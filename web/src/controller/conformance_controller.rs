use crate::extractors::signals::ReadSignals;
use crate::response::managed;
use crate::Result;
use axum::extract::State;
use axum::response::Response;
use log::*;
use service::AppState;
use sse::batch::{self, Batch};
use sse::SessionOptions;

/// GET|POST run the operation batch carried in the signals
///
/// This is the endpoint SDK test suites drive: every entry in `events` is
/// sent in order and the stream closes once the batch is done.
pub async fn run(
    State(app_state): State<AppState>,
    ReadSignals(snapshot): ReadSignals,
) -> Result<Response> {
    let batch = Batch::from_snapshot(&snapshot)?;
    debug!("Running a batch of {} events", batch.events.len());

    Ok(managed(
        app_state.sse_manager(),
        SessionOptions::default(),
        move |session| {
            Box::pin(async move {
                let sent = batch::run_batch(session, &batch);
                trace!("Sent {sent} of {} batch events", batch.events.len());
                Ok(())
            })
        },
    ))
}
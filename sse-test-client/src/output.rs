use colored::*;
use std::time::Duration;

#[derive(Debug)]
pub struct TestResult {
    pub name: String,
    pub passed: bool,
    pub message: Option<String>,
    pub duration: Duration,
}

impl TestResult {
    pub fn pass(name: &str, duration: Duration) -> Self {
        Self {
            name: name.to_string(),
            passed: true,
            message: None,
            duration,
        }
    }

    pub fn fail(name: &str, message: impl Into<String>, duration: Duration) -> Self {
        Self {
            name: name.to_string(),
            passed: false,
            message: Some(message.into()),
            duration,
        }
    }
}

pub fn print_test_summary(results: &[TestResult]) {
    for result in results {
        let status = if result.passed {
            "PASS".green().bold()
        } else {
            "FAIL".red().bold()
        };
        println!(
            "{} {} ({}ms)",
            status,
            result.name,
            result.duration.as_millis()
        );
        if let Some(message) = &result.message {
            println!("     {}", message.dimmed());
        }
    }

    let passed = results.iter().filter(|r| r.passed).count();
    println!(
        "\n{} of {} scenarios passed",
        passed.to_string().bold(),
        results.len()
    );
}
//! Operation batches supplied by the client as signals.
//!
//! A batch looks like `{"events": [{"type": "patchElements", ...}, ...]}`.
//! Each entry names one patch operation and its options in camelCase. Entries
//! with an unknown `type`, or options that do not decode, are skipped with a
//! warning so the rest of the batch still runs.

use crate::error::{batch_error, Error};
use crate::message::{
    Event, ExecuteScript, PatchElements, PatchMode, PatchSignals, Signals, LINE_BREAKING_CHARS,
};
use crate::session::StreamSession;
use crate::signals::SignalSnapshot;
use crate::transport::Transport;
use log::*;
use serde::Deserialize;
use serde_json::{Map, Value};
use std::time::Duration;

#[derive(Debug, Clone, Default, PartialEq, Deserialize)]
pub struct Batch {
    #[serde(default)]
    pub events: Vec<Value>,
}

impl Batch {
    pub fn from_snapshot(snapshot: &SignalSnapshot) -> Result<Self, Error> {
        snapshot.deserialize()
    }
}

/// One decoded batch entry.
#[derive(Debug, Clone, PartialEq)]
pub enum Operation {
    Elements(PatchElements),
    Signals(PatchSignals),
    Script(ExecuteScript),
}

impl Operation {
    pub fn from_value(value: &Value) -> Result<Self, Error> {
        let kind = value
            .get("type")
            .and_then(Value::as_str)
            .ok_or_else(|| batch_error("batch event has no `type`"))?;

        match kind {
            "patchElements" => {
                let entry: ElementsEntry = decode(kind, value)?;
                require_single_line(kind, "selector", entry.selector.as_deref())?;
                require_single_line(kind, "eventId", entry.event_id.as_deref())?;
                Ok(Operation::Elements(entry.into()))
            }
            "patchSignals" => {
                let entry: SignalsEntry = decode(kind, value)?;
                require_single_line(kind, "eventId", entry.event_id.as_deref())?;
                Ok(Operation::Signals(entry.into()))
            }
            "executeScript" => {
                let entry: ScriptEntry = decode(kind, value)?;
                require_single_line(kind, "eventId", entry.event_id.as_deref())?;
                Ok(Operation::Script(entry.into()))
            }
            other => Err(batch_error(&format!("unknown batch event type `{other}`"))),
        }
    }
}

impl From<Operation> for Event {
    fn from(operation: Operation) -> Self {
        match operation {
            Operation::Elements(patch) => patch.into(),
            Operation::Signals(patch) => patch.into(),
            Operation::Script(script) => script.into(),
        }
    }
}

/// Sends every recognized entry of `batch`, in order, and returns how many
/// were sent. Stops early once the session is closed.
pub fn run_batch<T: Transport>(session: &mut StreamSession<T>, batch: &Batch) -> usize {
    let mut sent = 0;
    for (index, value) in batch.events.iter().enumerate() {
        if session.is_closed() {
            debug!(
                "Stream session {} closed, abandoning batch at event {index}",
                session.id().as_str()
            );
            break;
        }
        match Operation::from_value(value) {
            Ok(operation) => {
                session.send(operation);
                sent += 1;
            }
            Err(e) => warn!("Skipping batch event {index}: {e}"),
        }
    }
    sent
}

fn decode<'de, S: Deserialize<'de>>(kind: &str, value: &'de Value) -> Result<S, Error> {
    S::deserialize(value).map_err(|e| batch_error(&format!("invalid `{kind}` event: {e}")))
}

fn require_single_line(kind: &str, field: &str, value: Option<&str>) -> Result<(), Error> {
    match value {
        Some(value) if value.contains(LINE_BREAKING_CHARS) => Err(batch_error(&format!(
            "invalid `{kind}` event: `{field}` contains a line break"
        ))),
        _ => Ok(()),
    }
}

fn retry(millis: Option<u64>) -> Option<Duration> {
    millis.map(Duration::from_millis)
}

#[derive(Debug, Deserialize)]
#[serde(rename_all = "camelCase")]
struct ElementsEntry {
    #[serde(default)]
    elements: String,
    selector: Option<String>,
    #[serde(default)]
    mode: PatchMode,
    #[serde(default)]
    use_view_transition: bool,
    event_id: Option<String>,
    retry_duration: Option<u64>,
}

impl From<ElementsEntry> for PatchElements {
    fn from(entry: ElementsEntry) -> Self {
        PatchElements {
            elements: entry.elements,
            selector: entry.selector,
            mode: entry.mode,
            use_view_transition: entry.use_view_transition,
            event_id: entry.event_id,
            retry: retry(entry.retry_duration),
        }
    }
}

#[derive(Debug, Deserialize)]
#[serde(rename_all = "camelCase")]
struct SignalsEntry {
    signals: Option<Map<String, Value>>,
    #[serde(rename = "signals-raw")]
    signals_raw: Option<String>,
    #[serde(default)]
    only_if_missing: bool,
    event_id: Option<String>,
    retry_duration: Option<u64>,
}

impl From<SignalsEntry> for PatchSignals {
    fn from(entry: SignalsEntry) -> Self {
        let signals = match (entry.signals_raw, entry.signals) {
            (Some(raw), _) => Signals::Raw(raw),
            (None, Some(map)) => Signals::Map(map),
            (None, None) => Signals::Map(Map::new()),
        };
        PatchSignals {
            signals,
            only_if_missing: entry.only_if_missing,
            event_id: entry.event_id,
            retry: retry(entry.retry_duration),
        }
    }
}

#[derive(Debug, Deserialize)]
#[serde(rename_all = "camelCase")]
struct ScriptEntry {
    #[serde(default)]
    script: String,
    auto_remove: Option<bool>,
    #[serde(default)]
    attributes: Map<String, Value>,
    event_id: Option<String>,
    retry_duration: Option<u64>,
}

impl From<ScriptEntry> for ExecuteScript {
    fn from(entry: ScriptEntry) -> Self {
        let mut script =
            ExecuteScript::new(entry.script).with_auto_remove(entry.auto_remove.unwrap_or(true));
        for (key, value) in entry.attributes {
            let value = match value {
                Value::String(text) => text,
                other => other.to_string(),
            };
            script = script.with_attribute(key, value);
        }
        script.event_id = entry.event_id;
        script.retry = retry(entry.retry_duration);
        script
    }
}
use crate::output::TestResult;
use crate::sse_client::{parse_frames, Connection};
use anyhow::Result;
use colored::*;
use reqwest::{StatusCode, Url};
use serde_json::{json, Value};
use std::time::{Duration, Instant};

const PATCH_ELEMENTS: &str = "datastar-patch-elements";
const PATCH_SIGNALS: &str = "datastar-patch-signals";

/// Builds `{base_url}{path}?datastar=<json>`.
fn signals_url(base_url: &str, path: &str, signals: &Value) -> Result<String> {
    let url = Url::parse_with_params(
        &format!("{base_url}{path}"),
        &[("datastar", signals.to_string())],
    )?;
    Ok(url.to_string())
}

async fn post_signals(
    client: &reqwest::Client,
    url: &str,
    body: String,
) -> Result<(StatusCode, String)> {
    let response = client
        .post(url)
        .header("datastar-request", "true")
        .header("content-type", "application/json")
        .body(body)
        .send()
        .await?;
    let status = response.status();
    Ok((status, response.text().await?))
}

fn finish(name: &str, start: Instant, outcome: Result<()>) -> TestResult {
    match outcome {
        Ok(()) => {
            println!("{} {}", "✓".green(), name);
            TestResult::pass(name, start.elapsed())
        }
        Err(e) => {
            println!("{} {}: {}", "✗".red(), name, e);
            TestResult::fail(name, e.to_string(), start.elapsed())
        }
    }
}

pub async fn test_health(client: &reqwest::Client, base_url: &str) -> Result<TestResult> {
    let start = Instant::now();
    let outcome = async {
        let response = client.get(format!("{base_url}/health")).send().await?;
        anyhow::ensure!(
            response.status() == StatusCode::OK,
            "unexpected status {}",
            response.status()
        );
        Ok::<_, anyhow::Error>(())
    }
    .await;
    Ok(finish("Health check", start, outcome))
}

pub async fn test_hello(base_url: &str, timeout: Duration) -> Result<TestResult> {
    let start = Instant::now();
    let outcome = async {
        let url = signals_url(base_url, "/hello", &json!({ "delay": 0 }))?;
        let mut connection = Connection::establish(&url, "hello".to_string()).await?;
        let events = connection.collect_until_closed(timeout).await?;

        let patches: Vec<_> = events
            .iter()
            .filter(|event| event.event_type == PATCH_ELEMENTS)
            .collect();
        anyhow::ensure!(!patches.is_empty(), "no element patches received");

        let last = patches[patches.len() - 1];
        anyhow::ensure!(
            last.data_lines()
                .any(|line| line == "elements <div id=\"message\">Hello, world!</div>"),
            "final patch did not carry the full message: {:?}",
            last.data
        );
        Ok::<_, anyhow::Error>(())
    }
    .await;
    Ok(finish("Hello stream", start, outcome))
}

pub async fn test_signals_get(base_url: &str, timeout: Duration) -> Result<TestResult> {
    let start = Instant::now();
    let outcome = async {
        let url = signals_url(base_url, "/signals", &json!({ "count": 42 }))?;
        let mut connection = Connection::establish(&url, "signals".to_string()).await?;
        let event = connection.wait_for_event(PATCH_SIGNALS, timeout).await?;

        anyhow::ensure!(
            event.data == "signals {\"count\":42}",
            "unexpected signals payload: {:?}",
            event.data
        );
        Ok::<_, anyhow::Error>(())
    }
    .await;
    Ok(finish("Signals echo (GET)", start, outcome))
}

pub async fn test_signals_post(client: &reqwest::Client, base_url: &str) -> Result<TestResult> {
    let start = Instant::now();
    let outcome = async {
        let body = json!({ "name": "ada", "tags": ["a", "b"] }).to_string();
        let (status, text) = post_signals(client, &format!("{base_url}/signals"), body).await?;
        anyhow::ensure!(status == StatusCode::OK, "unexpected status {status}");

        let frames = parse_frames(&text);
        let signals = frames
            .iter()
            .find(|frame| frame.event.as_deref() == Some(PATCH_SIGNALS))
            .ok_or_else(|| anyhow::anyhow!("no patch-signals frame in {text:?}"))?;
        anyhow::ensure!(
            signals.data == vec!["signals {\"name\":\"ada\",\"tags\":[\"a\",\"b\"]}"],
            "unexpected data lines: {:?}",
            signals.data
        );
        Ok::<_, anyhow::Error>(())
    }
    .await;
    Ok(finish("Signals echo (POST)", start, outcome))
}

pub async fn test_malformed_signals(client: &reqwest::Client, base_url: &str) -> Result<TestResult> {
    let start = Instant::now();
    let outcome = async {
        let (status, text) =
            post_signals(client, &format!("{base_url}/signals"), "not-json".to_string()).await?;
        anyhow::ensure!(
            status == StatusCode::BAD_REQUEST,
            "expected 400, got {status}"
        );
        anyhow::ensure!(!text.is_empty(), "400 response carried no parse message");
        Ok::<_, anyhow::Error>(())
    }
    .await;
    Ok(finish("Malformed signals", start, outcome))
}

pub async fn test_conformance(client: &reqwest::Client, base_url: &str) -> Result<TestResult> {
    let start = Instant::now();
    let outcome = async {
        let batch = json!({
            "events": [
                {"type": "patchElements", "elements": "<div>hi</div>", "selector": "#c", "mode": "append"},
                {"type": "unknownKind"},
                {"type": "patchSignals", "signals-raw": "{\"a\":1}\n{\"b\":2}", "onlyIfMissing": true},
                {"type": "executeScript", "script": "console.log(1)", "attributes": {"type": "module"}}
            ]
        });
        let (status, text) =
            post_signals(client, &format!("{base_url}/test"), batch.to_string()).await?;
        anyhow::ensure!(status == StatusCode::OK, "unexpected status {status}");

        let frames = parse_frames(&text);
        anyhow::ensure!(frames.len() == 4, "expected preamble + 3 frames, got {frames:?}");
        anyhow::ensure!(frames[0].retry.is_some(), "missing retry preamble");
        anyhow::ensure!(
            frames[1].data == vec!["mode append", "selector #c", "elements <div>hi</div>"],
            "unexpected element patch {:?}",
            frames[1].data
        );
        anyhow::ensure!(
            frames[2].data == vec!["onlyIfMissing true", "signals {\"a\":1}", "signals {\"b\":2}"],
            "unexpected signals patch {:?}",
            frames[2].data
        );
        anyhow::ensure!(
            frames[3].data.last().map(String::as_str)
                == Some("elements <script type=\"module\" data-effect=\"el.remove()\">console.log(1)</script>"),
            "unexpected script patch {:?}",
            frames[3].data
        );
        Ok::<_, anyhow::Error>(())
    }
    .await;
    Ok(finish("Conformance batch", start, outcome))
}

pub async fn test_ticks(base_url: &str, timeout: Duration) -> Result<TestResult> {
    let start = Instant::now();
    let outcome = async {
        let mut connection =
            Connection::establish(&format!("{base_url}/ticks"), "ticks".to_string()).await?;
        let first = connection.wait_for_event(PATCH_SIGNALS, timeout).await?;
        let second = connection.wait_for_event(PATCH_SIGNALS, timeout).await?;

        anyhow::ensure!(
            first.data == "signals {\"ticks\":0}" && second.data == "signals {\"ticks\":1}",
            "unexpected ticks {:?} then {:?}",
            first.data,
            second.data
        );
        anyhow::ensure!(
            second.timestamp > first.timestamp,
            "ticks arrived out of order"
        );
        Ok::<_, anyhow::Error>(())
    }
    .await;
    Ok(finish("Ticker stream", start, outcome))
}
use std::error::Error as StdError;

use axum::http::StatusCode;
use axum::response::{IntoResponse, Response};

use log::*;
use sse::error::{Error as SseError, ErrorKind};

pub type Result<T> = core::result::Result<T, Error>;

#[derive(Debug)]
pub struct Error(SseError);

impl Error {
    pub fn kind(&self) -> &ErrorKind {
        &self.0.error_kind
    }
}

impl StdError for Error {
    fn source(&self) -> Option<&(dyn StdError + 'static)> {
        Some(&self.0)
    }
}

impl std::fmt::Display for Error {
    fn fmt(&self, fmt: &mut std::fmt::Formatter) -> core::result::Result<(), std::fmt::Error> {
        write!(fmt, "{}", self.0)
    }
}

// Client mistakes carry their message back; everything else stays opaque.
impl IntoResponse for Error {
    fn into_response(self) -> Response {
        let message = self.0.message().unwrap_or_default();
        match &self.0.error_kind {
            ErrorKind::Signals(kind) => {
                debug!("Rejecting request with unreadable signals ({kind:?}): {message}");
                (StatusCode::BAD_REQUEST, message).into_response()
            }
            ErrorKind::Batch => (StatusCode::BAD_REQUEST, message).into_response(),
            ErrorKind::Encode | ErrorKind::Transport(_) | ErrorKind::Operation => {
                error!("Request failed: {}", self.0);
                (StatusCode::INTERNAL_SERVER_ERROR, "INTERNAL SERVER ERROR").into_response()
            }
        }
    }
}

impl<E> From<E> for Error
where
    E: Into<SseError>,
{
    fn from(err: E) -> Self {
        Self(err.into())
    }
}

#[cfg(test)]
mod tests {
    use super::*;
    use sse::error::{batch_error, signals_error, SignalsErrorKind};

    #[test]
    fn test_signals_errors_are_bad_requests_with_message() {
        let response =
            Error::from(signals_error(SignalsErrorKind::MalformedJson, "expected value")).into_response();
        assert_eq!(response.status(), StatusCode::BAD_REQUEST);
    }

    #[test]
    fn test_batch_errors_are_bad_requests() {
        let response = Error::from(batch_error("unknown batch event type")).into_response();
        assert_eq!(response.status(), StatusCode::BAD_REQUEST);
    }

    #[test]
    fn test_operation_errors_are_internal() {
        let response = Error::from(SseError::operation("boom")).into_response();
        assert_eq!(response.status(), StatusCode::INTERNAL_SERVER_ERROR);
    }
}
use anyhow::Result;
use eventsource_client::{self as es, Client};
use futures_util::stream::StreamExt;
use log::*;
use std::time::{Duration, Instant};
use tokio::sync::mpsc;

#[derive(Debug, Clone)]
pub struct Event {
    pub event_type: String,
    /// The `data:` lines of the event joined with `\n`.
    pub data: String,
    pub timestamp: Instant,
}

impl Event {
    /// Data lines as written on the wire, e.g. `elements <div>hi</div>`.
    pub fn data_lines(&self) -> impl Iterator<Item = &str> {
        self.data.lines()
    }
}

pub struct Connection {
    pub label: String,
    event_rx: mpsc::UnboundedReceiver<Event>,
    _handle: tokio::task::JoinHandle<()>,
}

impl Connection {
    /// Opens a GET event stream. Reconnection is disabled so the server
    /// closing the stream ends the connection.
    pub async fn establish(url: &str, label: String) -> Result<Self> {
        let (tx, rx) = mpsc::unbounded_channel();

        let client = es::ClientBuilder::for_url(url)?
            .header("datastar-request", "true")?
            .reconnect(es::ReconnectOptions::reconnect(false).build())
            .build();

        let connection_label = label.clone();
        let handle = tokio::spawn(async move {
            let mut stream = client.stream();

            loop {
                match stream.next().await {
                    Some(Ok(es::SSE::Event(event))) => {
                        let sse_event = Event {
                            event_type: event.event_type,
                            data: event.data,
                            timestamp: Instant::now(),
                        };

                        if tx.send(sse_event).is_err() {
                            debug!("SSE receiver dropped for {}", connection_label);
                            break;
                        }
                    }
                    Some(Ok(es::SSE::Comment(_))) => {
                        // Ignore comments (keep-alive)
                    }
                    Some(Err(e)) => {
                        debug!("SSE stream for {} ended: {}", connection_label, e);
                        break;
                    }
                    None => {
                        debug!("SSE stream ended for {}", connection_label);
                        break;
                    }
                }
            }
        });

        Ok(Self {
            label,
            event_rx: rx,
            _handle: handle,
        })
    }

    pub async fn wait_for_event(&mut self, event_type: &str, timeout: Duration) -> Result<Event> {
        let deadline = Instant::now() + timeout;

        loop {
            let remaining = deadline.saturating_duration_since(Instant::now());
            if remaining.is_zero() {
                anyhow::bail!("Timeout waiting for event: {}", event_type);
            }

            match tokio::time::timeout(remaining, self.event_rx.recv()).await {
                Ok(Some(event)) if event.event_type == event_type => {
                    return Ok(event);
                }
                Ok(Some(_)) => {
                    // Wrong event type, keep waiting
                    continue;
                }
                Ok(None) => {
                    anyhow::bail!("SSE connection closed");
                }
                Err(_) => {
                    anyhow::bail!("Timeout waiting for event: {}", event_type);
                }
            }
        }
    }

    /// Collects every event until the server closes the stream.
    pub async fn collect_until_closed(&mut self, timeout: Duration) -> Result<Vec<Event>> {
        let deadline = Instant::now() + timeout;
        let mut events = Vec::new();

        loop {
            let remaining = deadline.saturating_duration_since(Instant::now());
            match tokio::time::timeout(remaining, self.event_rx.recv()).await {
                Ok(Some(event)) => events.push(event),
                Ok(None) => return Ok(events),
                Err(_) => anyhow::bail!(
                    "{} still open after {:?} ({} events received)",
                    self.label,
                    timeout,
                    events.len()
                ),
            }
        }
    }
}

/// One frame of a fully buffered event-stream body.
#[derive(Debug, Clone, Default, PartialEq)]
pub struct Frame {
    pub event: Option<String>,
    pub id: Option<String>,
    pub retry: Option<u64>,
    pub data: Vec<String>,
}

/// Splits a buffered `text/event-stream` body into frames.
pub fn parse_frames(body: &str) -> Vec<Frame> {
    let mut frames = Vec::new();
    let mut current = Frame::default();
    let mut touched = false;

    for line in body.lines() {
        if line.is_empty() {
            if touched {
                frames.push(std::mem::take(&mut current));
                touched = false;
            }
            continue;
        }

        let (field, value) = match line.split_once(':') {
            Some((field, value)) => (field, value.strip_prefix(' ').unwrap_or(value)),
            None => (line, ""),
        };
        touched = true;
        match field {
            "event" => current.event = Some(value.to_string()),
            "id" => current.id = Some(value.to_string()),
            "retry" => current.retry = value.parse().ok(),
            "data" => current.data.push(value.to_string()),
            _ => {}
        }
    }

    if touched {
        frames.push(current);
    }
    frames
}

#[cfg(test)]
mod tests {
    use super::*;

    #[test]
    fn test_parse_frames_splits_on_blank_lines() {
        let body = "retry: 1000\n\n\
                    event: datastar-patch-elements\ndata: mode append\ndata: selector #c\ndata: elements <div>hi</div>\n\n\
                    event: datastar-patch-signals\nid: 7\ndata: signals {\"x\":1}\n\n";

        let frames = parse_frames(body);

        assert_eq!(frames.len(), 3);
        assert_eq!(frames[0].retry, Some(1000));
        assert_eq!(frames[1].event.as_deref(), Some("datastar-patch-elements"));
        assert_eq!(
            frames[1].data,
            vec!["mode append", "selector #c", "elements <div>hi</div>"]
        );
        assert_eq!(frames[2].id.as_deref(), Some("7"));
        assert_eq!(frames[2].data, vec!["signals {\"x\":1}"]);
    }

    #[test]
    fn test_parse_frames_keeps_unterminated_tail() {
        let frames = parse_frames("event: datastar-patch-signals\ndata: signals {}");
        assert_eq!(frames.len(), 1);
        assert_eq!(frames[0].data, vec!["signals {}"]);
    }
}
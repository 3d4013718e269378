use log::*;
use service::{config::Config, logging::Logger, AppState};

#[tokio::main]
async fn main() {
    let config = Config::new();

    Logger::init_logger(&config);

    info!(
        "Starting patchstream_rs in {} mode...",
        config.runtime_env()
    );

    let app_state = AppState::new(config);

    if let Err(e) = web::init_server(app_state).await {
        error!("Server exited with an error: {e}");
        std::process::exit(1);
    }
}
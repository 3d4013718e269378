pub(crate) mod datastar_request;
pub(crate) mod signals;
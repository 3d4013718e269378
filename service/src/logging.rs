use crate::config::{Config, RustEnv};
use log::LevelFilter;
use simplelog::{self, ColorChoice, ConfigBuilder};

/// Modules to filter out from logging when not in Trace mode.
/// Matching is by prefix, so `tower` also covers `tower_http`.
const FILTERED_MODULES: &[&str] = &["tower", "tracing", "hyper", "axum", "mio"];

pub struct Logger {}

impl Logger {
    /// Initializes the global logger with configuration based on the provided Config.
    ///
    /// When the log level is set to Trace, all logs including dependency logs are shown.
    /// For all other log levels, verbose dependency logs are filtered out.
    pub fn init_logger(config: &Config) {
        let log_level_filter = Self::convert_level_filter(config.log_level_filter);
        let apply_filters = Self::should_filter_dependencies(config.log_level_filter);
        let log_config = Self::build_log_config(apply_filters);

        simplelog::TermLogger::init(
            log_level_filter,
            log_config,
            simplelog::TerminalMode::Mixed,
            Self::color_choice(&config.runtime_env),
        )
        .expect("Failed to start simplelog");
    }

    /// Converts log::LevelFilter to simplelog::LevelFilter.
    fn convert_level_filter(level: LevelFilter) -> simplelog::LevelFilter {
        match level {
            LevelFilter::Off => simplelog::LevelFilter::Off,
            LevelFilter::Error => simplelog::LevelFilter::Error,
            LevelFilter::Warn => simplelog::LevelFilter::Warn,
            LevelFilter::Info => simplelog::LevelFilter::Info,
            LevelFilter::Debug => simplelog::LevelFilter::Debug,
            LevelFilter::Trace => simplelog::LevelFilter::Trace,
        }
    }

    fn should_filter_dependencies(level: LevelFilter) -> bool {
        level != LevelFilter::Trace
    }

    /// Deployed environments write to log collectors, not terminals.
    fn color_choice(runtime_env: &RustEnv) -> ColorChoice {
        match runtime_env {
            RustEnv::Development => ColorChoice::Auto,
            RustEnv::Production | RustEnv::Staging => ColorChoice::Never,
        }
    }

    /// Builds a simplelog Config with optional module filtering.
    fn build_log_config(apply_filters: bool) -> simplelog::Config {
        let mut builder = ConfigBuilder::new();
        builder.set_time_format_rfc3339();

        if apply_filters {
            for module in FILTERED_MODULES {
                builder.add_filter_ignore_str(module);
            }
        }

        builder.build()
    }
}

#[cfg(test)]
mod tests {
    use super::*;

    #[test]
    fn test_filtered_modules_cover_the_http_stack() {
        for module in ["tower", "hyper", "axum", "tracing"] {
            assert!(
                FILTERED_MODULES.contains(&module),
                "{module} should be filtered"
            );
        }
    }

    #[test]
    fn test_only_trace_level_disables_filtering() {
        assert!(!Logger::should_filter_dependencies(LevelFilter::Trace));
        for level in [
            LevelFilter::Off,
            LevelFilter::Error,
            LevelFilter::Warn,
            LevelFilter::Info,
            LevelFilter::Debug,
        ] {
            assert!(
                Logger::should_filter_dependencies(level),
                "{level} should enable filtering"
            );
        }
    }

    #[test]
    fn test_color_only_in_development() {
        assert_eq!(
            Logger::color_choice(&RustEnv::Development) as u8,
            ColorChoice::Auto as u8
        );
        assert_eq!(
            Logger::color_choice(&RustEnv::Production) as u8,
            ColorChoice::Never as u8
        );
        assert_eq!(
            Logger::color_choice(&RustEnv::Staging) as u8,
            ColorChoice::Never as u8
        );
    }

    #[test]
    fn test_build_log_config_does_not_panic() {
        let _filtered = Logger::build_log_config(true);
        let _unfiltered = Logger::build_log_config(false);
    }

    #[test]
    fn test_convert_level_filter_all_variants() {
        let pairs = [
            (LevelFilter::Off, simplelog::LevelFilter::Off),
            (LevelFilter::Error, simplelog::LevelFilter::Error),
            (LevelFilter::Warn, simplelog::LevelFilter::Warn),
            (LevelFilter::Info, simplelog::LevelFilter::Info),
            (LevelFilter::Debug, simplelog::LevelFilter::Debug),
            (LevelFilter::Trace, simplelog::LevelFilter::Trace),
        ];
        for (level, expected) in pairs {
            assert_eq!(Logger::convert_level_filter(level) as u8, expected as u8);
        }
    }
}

Exercise brief: Return the material exactly as it stands above, but only from its first line to the line containing "let sent = batch::run_batch(session, &batch);", both ends included.

Task answer:
filename web/src/controller/conformance_controller.rs
use crate::extractors::signals::ReadSignals;
use crate::response::managed;
use crate::Result;
use axum::extract::State;
use axum::response::Response;
use log::*;
use service::AppState;
use sse::batch::{self, Batch};
use sse::SessionOptions;

/// GET|POST run the operation batch carried in the signals
///
/// This is the endpoint SDK test suites drive: every entry in `events` is
/// sent in order and the stream closes once the batch is done.
pub async fn run(
    State(app_state): State<AppState>,
    ReadSignals(snapshot): ReadSignals,
) -> Result<Response> {
    let batch = Batch::from_snapshot(&snapshot)?;
    debug!("Running a batch of {} events", batch.events.len());

    Ok(managed(
        app_state.sse_manager(),
        SessionOptions::default(),
        move |session| {
            Box::pin(async move {
                let sent = batch::run_batch(session, &batch);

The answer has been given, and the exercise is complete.